AIM OF THE TASK
Report every line of the data where the string "skew" appears.

MATERIAL SUPPLIED
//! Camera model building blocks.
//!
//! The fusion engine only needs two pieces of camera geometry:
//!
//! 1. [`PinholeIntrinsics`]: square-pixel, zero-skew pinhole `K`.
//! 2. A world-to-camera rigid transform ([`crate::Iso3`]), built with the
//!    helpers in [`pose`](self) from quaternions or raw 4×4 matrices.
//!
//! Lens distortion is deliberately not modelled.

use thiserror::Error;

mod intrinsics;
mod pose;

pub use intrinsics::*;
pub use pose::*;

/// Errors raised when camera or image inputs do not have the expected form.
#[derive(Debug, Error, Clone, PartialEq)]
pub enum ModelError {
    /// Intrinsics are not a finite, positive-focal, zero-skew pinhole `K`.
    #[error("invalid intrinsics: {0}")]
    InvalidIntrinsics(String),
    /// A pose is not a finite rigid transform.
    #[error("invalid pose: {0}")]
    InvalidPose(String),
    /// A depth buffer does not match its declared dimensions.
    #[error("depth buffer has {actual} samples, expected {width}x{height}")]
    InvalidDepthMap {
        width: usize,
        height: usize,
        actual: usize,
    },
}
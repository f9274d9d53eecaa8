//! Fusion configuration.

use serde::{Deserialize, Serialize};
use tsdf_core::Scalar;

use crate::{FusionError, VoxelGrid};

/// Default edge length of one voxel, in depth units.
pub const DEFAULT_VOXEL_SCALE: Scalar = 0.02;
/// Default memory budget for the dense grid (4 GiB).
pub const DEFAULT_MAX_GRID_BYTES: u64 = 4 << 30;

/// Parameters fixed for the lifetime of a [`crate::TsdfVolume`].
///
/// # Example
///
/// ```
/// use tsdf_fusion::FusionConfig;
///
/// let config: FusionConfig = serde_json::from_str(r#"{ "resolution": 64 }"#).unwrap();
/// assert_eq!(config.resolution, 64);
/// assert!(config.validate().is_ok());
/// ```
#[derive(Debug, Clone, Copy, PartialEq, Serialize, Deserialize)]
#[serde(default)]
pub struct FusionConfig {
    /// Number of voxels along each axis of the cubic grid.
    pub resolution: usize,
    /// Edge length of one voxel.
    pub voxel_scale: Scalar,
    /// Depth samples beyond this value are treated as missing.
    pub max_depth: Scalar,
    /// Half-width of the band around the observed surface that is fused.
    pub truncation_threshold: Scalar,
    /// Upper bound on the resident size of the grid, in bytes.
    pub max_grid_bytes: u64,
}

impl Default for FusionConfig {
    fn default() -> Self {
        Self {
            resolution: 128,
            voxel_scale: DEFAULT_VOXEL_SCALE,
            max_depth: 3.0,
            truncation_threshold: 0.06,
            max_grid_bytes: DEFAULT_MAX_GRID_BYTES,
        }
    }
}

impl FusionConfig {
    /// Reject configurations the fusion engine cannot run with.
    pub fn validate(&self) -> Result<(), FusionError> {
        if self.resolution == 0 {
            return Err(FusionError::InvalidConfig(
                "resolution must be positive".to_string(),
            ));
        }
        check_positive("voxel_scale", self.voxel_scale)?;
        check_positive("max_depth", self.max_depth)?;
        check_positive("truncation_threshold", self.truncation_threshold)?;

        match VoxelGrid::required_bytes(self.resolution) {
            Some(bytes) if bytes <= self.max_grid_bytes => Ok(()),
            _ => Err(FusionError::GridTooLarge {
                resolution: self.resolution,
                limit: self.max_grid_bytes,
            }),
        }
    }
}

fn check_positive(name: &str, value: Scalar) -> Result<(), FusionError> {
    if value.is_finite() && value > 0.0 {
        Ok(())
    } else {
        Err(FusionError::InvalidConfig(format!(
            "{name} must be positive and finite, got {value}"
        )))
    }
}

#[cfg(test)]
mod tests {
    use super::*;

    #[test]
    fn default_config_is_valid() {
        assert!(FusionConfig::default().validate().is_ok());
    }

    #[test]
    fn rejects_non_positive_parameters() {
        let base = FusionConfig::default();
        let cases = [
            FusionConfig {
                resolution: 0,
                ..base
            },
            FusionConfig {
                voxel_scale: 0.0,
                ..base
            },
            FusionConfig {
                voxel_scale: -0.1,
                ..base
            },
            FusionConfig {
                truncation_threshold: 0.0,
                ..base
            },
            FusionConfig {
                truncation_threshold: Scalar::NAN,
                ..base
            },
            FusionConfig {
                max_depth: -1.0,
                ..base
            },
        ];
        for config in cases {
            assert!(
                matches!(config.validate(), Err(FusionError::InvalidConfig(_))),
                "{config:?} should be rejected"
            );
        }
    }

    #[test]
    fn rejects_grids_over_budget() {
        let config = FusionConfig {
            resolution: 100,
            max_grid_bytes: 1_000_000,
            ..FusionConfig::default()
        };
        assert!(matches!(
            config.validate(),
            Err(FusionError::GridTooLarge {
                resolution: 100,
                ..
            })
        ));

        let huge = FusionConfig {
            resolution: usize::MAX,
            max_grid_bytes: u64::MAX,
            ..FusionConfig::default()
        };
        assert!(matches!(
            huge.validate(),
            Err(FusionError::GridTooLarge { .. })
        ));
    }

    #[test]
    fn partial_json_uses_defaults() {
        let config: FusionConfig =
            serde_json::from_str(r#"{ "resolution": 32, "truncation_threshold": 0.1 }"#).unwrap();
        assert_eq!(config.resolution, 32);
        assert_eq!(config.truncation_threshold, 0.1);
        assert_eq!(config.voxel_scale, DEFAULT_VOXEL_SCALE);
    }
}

...

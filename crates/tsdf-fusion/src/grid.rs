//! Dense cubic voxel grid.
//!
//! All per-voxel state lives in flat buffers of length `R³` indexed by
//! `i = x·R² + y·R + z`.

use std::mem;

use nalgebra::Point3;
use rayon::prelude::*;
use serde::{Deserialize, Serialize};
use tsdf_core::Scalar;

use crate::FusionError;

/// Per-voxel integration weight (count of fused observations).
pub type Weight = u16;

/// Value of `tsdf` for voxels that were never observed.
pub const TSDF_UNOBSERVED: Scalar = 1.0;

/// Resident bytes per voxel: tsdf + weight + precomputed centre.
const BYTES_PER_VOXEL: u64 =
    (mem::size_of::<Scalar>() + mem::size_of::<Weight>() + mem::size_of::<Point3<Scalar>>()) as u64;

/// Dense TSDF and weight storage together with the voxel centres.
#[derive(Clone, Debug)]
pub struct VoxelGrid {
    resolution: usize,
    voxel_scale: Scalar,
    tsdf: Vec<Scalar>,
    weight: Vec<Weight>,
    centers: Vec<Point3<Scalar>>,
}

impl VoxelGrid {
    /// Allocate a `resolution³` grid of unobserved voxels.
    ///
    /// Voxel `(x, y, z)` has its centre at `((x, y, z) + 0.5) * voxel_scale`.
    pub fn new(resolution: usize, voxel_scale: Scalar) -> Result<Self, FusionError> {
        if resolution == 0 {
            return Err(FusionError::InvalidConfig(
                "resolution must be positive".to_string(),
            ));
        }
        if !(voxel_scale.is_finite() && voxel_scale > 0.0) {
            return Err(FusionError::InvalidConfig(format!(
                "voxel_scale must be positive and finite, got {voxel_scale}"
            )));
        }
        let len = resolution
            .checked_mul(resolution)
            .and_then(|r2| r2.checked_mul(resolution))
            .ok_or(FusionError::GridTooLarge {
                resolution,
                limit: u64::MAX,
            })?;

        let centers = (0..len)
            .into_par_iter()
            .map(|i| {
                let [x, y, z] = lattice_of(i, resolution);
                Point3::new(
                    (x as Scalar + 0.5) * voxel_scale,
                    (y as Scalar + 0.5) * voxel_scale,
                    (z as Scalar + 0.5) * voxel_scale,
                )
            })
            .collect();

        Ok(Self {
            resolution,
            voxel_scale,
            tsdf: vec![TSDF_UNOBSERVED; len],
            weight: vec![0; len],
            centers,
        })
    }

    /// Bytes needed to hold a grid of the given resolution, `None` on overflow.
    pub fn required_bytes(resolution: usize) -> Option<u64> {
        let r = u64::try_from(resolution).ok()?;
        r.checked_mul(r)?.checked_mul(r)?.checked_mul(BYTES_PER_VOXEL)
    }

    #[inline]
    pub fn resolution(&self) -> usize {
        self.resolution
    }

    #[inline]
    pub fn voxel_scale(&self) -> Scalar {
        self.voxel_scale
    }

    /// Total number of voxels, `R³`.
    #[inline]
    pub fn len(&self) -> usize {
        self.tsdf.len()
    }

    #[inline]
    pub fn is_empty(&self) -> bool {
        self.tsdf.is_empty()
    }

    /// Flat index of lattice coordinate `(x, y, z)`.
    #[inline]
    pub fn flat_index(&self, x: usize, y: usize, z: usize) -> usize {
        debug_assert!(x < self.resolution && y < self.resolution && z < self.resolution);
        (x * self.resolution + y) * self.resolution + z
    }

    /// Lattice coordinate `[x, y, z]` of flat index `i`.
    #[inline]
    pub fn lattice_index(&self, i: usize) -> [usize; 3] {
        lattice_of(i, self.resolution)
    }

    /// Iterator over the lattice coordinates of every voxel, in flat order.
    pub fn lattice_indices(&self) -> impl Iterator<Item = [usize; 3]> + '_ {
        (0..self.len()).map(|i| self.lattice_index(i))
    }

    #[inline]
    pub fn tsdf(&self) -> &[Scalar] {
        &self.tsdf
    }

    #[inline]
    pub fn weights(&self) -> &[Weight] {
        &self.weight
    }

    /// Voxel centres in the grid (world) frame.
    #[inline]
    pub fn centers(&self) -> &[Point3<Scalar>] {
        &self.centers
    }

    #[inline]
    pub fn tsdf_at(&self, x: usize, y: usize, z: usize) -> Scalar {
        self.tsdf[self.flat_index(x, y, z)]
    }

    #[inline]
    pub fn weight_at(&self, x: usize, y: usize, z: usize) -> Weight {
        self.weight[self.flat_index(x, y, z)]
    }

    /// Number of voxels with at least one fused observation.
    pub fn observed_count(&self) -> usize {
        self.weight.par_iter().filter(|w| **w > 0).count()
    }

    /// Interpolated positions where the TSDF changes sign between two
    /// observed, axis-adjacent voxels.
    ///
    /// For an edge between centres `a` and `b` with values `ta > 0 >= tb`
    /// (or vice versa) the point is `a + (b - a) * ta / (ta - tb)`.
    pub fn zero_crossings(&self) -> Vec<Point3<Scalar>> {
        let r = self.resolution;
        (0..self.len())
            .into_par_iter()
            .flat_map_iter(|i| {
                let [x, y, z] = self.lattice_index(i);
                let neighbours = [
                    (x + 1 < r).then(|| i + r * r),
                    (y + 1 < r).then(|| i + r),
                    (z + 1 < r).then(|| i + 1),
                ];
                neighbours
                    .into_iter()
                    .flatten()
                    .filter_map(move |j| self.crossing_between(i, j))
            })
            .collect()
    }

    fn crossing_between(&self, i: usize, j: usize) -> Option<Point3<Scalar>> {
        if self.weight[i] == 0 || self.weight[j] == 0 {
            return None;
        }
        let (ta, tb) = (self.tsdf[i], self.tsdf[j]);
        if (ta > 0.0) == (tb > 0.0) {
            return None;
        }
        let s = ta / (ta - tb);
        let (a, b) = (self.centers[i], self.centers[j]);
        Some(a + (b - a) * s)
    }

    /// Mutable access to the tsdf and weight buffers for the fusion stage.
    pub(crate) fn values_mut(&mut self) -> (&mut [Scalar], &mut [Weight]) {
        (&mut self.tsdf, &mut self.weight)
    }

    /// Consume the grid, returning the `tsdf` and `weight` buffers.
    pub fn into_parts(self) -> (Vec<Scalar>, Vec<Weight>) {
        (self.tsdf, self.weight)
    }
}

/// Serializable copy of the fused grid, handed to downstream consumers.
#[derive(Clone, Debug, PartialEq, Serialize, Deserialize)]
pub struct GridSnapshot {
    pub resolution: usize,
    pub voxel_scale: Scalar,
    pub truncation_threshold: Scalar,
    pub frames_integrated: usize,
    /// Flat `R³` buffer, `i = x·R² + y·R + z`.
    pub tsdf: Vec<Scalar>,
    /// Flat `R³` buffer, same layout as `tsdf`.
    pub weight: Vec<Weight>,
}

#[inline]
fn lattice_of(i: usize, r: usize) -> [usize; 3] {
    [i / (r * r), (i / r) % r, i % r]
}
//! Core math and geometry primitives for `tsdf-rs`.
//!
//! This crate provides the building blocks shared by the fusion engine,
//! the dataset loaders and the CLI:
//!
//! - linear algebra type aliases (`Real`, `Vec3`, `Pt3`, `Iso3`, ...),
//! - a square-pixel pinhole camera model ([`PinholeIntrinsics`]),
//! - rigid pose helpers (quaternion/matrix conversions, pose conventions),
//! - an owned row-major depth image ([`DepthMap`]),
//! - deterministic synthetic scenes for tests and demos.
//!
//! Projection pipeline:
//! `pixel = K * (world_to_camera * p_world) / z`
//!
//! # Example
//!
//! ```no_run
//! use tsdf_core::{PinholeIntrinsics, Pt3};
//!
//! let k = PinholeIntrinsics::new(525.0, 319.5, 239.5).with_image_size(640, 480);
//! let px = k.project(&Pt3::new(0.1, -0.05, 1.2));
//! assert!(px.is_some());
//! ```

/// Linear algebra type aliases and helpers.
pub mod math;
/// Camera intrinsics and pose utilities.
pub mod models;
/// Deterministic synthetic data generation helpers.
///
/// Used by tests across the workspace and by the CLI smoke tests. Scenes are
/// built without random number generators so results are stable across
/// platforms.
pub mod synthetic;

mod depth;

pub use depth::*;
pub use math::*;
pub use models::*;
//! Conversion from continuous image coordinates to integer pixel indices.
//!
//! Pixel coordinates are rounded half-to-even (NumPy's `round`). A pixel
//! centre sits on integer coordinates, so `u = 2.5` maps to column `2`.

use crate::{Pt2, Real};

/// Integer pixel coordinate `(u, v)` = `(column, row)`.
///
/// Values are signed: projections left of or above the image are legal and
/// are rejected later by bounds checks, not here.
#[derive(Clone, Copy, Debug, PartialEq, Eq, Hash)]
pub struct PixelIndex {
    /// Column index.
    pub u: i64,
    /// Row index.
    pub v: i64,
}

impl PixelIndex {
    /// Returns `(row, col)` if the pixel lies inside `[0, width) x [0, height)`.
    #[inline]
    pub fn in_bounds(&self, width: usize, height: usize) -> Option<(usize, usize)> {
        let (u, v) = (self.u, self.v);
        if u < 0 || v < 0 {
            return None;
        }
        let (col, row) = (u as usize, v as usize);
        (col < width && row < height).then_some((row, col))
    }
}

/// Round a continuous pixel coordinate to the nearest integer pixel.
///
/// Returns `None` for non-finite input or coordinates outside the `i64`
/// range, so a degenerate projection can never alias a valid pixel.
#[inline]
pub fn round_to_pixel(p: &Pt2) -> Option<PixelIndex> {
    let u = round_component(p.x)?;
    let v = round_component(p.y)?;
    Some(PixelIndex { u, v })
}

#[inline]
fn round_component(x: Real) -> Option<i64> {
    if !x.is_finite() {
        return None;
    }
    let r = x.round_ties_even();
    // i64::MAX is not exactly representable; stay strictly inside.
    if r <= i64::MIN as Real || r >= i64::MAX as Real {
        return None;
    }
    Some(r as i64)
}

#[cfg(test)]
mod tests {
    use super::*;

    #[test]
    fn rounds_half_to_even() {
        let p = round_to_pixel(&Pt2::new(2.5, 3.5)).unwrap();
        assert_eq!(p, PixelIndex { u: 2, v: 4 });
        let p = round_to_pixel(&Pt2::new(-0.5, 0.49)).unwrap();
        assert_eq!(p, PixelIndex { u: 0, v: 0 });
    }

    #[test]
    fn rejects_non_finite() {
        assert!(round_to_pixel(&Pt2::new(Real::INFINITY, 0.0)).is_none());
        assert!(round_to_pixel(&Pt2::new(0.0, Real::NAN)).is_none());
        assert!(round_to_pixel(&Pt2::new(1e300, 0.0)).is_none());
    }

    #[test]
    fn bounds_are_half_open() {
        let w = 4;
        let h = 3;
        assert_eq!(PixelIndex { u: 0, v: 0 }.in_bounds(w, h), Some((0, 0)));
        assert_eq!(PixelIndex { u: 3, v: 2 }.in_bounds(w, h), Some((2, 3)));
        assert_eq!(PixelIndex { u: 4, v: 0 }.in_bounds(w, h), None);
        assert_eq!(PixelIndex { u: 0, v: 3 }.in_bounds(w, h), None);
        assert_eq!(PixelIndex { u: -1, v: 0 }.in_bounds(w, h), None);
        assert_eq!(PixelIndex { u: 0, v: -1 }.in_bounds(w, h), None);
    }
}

RESPONSE TO THIS EXERCISE
//! 1. [`PinholeIntrinsics`]: square-pixel, zero-skew pinhole `K`.
    /// Intrinsics are not a finite, positive-focal, zero-skew pinhole `K`.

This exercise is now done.